Rob Valdes, a Life in Boats

Rob ValdesCourtesy Columbia Yachts

With brother Dick and Vince Lazzara, Rob Valdes made Columbia Yacht Corp. into the world’s largest sailboat builder. The Columbia 26 (8m), a Bill Tripp design, sold 950 copies.

Not long ago I was speaking with Rob Valdes, service manager at Sailor’s Wharf boatyard in St. Petersburg, Florida, and asked if he was the same Rob Valdes who co-founded Endeavour Yachts in the mid-1970s. He said, “No, that’s my father.”

I called Rob Valdes Sr. the next day and had a pleasant conversation about his lifelong career as a boatbuilder. Valdes, now 80, said he’s been building boats since he was a teenager in Southern California. He and his brother Dick, now 84, built a 30 (9.1m) double-planked mahogany sailboat on their parents’ property in the San Fernando Valley. “We had to chop down a bunch of walnut trees to get it out of there,” he chuckled. At age 19 he worked in R&D for Bill Tritt’s Glaspar company in Costa Mesa. During the 1950s, Glaspar was the largest boatbuilder in the world, cranking out 10,000 units a year. They also built the first fiberglass mast in 1947.

“We did all tooling with clear resin, so you could see right through to tell if there was any air or problems,” Valdes said. “We had a 20 by 40 [6.1m by 12.2m] oven. Parts were baked for I don’t remember how many hours. We did a nice job on tooling.”

Tinseltown customers

Products were diversified, including FRP tops for Porsche and MG sports cars. Valdes laid them up and sprayed to color-match the cars. “We did lots for movie people,” he said, notably the Porsche 550 Spyder that actor James Dean was driving when he was killed in 1955. After military service, Rob joined brother Dick in his new enterprise—Glas Laminates, which became Columbia Yachts when they took on Vince Lazzara as a partner/investor. The company built sailboats up to 50 (15.2m) and quickly became the largest producer of fiberglass sailboats in the world. “We cranked out a 30-footer every other day,” Valdes said. Builders in six countries—among them Spain, Ireland, France, and Japan—were licensed to construct their designs, the famed “blister tops” by Bill Tripp. To meet demand a plant was established in Portsmouth, Virginia, and Rob was sent east to manage it.

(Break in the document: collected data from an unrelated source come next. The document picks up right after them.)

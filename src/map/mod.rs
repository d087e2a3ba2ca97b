//! The map widget seam.
//!
//! A [`MapSurface`] draws markers and paths and hands back an opaque
//! [`LayerHandle`] for each one. Whoever holds a handle owns the layer and is
//! responsible for removing it before dropping or replacing it.

use std::fmt::{Display, Formatter};

use crate::geo::{Bounds, Coordinate};

#[doc(hidden)]
pub mod headless;

#[doc(inline)]
pub use headless::HeadlessMap;

/// Opaque token for a layer currently drawn on a [`MapSurface`].
#[derive(Debug, Clone, Copy, PartialEq, Eq, PartialOrd, Ord, Hash)]
pub struct LayerHandle(u64);

impl LayerHandle {
    pub fn new(raw: u64) -> Self {
        LayerHandle(raw)
    }

    pub fn raw(&self) -> u64 {
        self.0
    }
}

impl Display for LayerHandle {
    fn fmt(&self, f: &mut Formatter<'_>) -> std::fmt::Result {
        write!(f, "layer#{}", self.0)
    }
}

/// The hover title shown on a marker.
#[derive(Debug, Clone, Copy, PartialEq, Eq, strum::Display, strum::AsRefStr)]
pub enum MarkerRole {
    /// The device location, placed without a click.
    #[strum(serialize = "You")]
    Device,
    Start,
    Destination,
}

#[derive(Debug, Clone, Copy, PartialEq, Eq, strum::Display)]
#[strum(serialize_all = "snake_case")]
pub enum PathKind {
    /// Baseline route, kept on the map for hit-testing.
    Original,
    /// The highlighted, risk-weighted route.
    Safe,
}

#[derive(Debug, Clone, Copy, PartialEq)]
pub struct PathStyle {
    pub kind: PathKind,
    pub weight: u32,
    pub opacity: f32,
}

/// Drawing operations the controller needs from a map widget.
pub trait MapSurface: Send {
    fn add_marker(&mut self, position: Coordinate, role: MarkerRole) -> LayerHandle;

    fn add_path(&mut self, points: &[Coordinate], style: PathStyle) -> LayerHandle;

    /// Removes a layer. Removing an unknown handle is a no-op.
    fn remove_layer(&mut self, handle: LayerHandle);

    fn set_view(&mut self, center: Coordinate, zoom: u8);

    /// Pans and zooms so that `bounds` is visible with `padding` pixels on each side.
    fn fit_bounds(&mut self, bounds: Bounds, padding: u32);
}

Moving from California to Florida

When Columbia was sold to the Whitaker Corp. in 1967 (which also owned Bertram and Riva), Lazzara and Valdes eventually moved on to Florida, Valdes working at Lazzara’s newly formed Gulfstar facility in St. Petersburg. After two years Valdes left to team up with former Irwin Yachts salesman John Brooks to start Endeavour Yachts. Their first build was a 32 (9.8m) sloop, formerly the Irwin 32. The tooling was “just lying there” out back of the Irwin plant, and Ted Irwin sold it to them for $10,000—no royalties. The partners sold 600 units. Emboldened, they took tooling for the Creekmore 34 (10.4m) that they found along the Miami River banks, cut it in half, added 3 (0.9m), and sold 476 units as the Endeavour 37.

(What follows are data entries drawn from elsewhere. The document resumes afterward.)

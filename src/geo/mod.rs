//! Geographic primitives shared by the resolver, client and renderer.
//!
//! Every [`Coordinate`] in the crate is validated on construction, so
//! downstream code never needs to re-check ranges.

pub const MAX_LATITUDE: f64 = 90.0;
pub const MAX_LONGITUDE: f64 = 180.0;

#[doc(hidden)]
pub mod bounds;
#[doc(hidden)]
pub mod coord;
#[doc(hidden)]
pub mod error;

#[doc(inline)]
pub use bounds::Bounds;
#[doc(inline)]
pub use coord::Coordinate;
#[doc(inline)]
pub use error::GeoError;
//! Stratum Engine -- the frame clock, configuration, and logging setup
//! around [`stratum_scene`].
//!
//! The scene crate knows nothing about time or process setup; this crate
//! supplies the fixed-timestep [`FrameLoop`](frame::FrameLoop) that advances
//! a [`World`](stratum_scene::world::World), routes queued key events into
//! it, and reports per-frame diagnostics.
//!
//! # Quick Start
//!
//! ```
//! use stratum_engine::prelude::*;
//!
//! let config = EngineConfig { fixed_dt: 1.0 / 30.0, headless: true, ..Default::default() };
//! let mut frames = FrameLoop::new(World::new(), config).unwrap();
//! frames.run_frames(30);
//! assert!((frames.sim_time() - 1.0).abs() < 1e-9);
//! ```

#![deny(unsafe_code)]

pub mod config;
pub mod frame;
pub mod logging;

/// Re-export the scene crate for convenience.
pub use stratum_scene;

// ---------------------------------------------------------------------------
// Error types
// ---------------------------------------------------------------------------

/// Errors produced while configuring or driving the engine.
#[derive(Debug, thiserror::Error)]
pub enum EngineError {
    /// The config file could not be read.
    #[error("failed to read config file '{path}': {source}")]
    ConfigIo {
        path: String,
        #[source]
        source: std::io::Error,
    },

    /// The config document is not valid JSON for [`EngineConfig`](config::EngineConfig).
    #[error("failed to parse config: {0}")]
    ConfigParse(#[from] serde_json::Error),

    /// `fixed_dt` must be positive and finite.
    #[error("fixed_dt must be positive and finite, got {value}")]
    InvalidTimestep { value: f64 },

    /// Any other rejected configuration value.
    #[error("invalid config: {0}")]
    InvalidConfig(String),

    /// A scene operation failed.
    #[error(transparent)]
    Scene(#[from] stratum_scene::SceneError),

    /// The tracing subscriber could not be installed.
    #[error("failed to initialise logging: {0}")]
    Logging(String),
}

// ---------------------------------------------------------------------------
// Prelude
// ---------------------------------------------------------------------------

/// Convenience re-exports for common engine usage.
pub mod prelude {
    pub use stratum_scene::prelude::*;

    pub use crate::config::EngineConfig;
    pub use crate::frame::{FrameDiagnostics, FrameLoop};
    pub use crate::logging::init_tracing;
    pub use crate::EngineError;
}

As the company grew, it built mostly center-cockpit boats for the charter trade. It also tried to overcome a reputation for stodgy performance by hiring Johan Valentijn and Bruce Kelly to design faster boats like the Endeavour 33, 35, and 38 (10.1m, 10.7m, and 11.6m). Where decks had been cored with squares of plywood, they turned to Klegecell closed-cell polyvinyl foam and “a multi-axial steel-reinforced force grid bonded to the hull,” according to an old brochure. Later they dropped the foam core for end-grain balsa. By the end of the ’80s, Endeavour had 50 employees turning out 100 boats a year. Valdes says the business was sold in 1996 or ’97 following some collaboration with multihull developer Bill Symons. John Brooks was killed in his home in 1996, apparently as the result of an attempted burglary.

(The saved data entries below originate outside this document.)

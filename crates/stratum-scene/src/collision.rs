//! Brute-force collision index, rebuilt from scratch every frame.
//!
//! The index is a flat list of `(id, shape)` entries. Rebuilding is O(n) and
//! answering every entity's [`overlaps_of`](CollisionIndex::overlaps_of) is
//! O(n^2) per frame. There is no spatial partitioning: layers are expected
//! to hold tens to a few hundred colliders.
//!
//! The layer clears and refills the index each frame, so a shape swapped on
//! an entity between frames can never leave a stale entry behind.

use crate::geometry::Shape;
use crate::store::ItemId;

/// Rebuildable set of `(entity, shape)` pairs.
#[derive(Debug, Default, Clone)]
pub struct CollisionIndex {
    entries: Vec<(ItemId, Shape)>,
}

impl CollisionIndex {
    pub fn new() -> Self {
        Self::default()
    }

    /// Drop every entry. Capacity is kept for the next rebuild.
    pub fn clear(&mut self) {
        self.entries.clear();
    }

    /// Append an entry. No deduplication: insert each id at most once per
    /// rebuild.
    pub fn insert(&mut self, id: ItemId, shape: Shape) {
        self.entries.push((id, shape));
    }

    /// Every other indexed id whose shape overlaps the shape indexed for
    /// `id`, in insertion order. `id` itself is never part of the result.
    ///
    /// Empty if `id` is not indexed.
    pub fn overlaps_of(&self, id: ItemId) -> Vec<ItemId> {
        match self.shape_of(id) {
            Some(shape) => self.overlapping(id, &shape).collect(),
            None => Vec::new(),
        }
    }

    /// Every indexed id other than `exclude` whose shape overlaps `shape`.
    pub fn overlapping<'a>(
        &'a self,
        exclude: ItemId,
        shape: &'a Shape,
    ) -> impl Iterator<Item = ItemId> + 'a {
        self.entries
            .iter()
            .filter(move |(other, other_shape)| *other != exclude && shape.overlaps(other_shape))
            .map(|(other, _)| *other)
    }

    /// Every indexed id overlapping `shape`, e.g. for a point or area query.
    pub fn query(&self, shape: &Shape) -> Vec<ItemId> {
        self.entries
            .iter()
            .filter(|(_, s)| shape.overlaps(s))
            .map(|(id, _)| *id)
            .collect()
    }

    /// The shape indexed for `id` this frame.
    pub fn shape_of(&self, id: ItemId) -> Option<Shape> {
        self.entries
            .iter()
            .find(|(entry, _)| *entry == id)
            .map(|(_, shape)| *shape)
    }

    pub fn iter(&self) -> impl Iterator<Item = (ItemId, &Shape)> {
        self.entries.iter().map(|(id, shape)| (*id, shape))
    }

    pub fn len(&self) -> usize {
        self.entries.len()
    }

    pub fn is_empty(&self) -> bool {
        self.entries.is_empty()
    }
}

Reunited with brother Dick

Valdes wasn’t through building boats though, electing to develop 38 and 54 (11.6m and 16.5m) sportfishing boats under the name Mediterranean Yachts in Largo, again with brother Dick.

“We’ve done everything that can be done in fiberglass,” Valdes said confidently.

Rob took Dick to the Fort Lauderdale Boat Show one year, and they stepped aboard a 42 (12.8m) Riva. Dick asked the salesman how much it cost. “Two million.” Dick told the salesman, “I remember back in the ’60s, flying to Italy with the VP of Whitaker to buy Riva. We paid $1.5 million…in cash we carried in a suitcase. That’s the way we did business back then. And paid less than the cost of one of your boats today.”